//! Trade direction and the open position tracked during a simulation.

use num_traits::ToPrimitive;
use rust_decimal::Decimal;
use serde::{Deserialize, Serialize};

/// Side of a position.
#[derive(Debug, Clone, Copy, PartialEq, Eq, Hash, Serialize, Deserialize)]
#[serde(rename_all = "lowercase")]
pub enum Direction {
    Long,
    Short,
}

impl Direction {
    pub fn opposite(&self) -> Self {
        match self {
            Direction::Long => Direction::Short,
            Direction::Short => Direction::Long,
        }
    }

    /// +1 for long, -1 for short.
    pub fn sign(&self) -> Decimal {
        match self {
            Direction::Long => Decimal::ONE,
            Direction::Short => -Decimal::ONE,
        }
    }

    pub fn sign_f64(&self) -> f64 {
        match self {
            Direction::Long => 1.0,
            Direction::Short => -1.0,
        }
    }
}

impl std::fmt::Display for Direction {
    fn fmt(&self, f: &mut std::fmt::Formatter<'_>) -> std::fmt::Result {
        match self {
            Direction::Long => write!(f, "LONG"),
            Direction::Short => write!(f, "SHORT"),
        }
    }
}

/// A position held by the backtester between entry and exit.
///
/// Stop and target levels are kept as `f64` because they are compared
/// against bar highs and lows; money amounts are `Decimal`.
#[derive(Debug, Clone, Serialize, Deserialize)]
pub struct OpenPosition {
    pub direction: Direction,
    /// Entry bar timestamp (ms)
    pub entry_time: i64,
    /// Fill price including slippage
    pub entry_price: Decimal,
    /// Whole shares
    pub size: Decimal,
    /// Current (possibly trailed) stop level
    pub stop_loss: f64,
    pub take_profit: f64,
    /// Stop level at entry, used for risk accounting
    pub initial_stop: f64,
    /// Commission paid on entry
    pub entry_commission: Decimal,
}

impl OpenPosition {
    pub fn entry_price_f64(&self) -> f64 {
        self.entry_price.to_f64().unwrap_or_default()
    }

    /// Distance between entry and the initial stop.
    pub fn initial_risk(&self) -> f64 {
        (self.entry_price_f64() - self.initial_stop).abs()
    }

    /// Mark-to-market profit before exit costs.
    pub fn unrealized_pnl(&self, price: Decimal) -> Decimal {
        (price - self.entry_price) * self.size * self.direction.sign()
    }

    pub fn is_long(&self) -> bool {
        self.direction == Direction::Long
    }
}

#[cfg(test)]
mod tests {
    use super::*;
    use rust_decimal_macros::dec;

    fn position(direction: Direction) -> OpenPosition {
        OpenPosition {
            direction,
            entry_time: 0,
            entry_price: dec!(100),
            size: dec!(10),
            stop_loss: 98.0,
            take_profit: 104.0,
            initial_stop: 98.0,
            entry_commission: Decimal::ZERO,
        }
    }

    #[test]
    fn test_direction_helpers() {
        assert_eq!(Direction::Long.opposite(), Direction::Short);
        assert_eq!(Direction::Short.sign(), dec!(-1));
        assert_eq!(Direction::Long.to_string(), "LONG");
    }

    #[test]
    fn test_unrealized_pnl_by_direction() {
        let long = position(Direction::Long);
        assert_eq!(long.unrealized_pnl(dec!(103)), dec!(30));

        let short = position(Direction::Short);
        assert_eq!(short.unrealized_pnl(dec!(103)), dec!(-30));
    }

    #[test]
    fn test_initial_risk() {
        let long = position(Direction::Long);
        assert!((long.initial_risk() - 2.0).abs() < 1e-10);
    }
}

════════

WHAT YOU HAVE TO DO :: A precise copy of the whole listing is the expected answer.

RESPONSE BELOW ::
//! Trade direction and the open position tracked during a simulation.

use num_traits::ToPrimitive;
use rust_decimal::Decimal;
use serde::{Deserialize, Serialize};

/// Side of a position.
#[derive(Debug, Clone, Copy, PartialEq, Eq, Hash, Serialize, Deserialize)]
#[serde(rename_all = "lowercase")]
pub enum Direction {
    Long,
    Short,
}

impl Direction {
    pub fn opposite(&self) -> Self {
        match self {
            Direction::Long => Direction::Short,
            Direction::Short => Direction::Long,
        }
    }

    /// +1 for long, -1 for short.
    pub fn sign(&self) -> Decimal {
        match self {
            Direction::Long => Decimal::ONE,
            Direction::Short => -Decimal::ONE,
        }
    }

    pub fn sign_f64(&self) -> f64 {
        match self {
            Direction::Long => 1.0,
            Direction::Short => -1.0,
        }
    }
}

impl std::fmt::Display for Direction {
    fn fmt(&self, f: &mut std::fmt::Formatter<'_>) -> std::fmt::Result {
        match self {
            Direction::Long => write!(f, "LONG"),
            Direction::Short => write!(f, "SHORT"),
        }
    }
}

/// A position held by the backtester between entry and exit.
///
/// Stop and target levels are kept as `f64` because they are compared
/// against bar highs and lows; money amounts are `Decimal`.
#[derive(Debug, Clone, Serialize, Deserialize)]
pub struct OpenPosition {
    pub direction: Direction,
    /// Entry bar timestamp (ms)
    pub entry_time: i64,
    /// Fill price including slippage
    pub entry_price: Decimal,
    /// Whole shares
    pub size: Decimal,
    /// Current (possibly trailed) stop level
    pub stop_loss: f64,
    pub take_profit: f64,
    /// Stop level at entry, used for risk accounting
    pub initial_stop: f64,
    /// Commission paid on entry
    pub entry_commission: Decimal,
}

impl OpenPosition {
    pub fn entry_price_f64(&self) -> f64 {
        self.entry_price.to_f64().unwrap_or_default()
    }

    /// Distance between entry and the initial stop.
    pub fn initial_risk(&self) -> f64 {
        (self.entry_price_f64() - self.initial_stop).abs()
    }

    /// Mark-to-market profit before exit costs.
    pub fn unrealized_pnl(&self, price: Decimal) -> Decimal {
        (price - self.entry_price) * self.size * self.direction.sign()
    }

    pub fn is_long(&self) -> bool {
        self.direction == Direction::Long
    }
}

#[cfg(test)]
mod tests {
    use super::*;
    use rust_decimal_macros::dec;

    fn position(direction: Direction) -> OpenPosition {
        OpenPosition {
            direction,
            entry_time: 0,
            entry_price: dec!(100),
            size: dec!(10),
            stop_loss: 98.0,
            take_profit: 104.0,
            initial_stop: 98.0,
            entry_commission: Decimal::ZERO,
        }
    }

    #[test]
    fn test_direction_helpers() {
        assert_eq!(Direction::Long.opposite(), Direction::Short);
        assert_eq!(Direction::Short.sign(), dec!(-1));
        assert_eq!(Direction::Long.to_string(), "LONG");
    }

    #[test]
    fn test_unrealized_pnl_by_direction() {
        let long = position(Direction::Long);
        assert_eq!(long.unrealized_pnl(dec!(103)), dec!(30));

        let short = position(Direction::Short);
        assert_eq!(short.unrealized_pnl(dec!(103)), dec!(-30));
    }

    #[test]
    fn test_initial_risk() {
        let long = position(Direction::Long);
        assert!((long.initial_risk() - 2.0).abs() < 1e-10);
    }
}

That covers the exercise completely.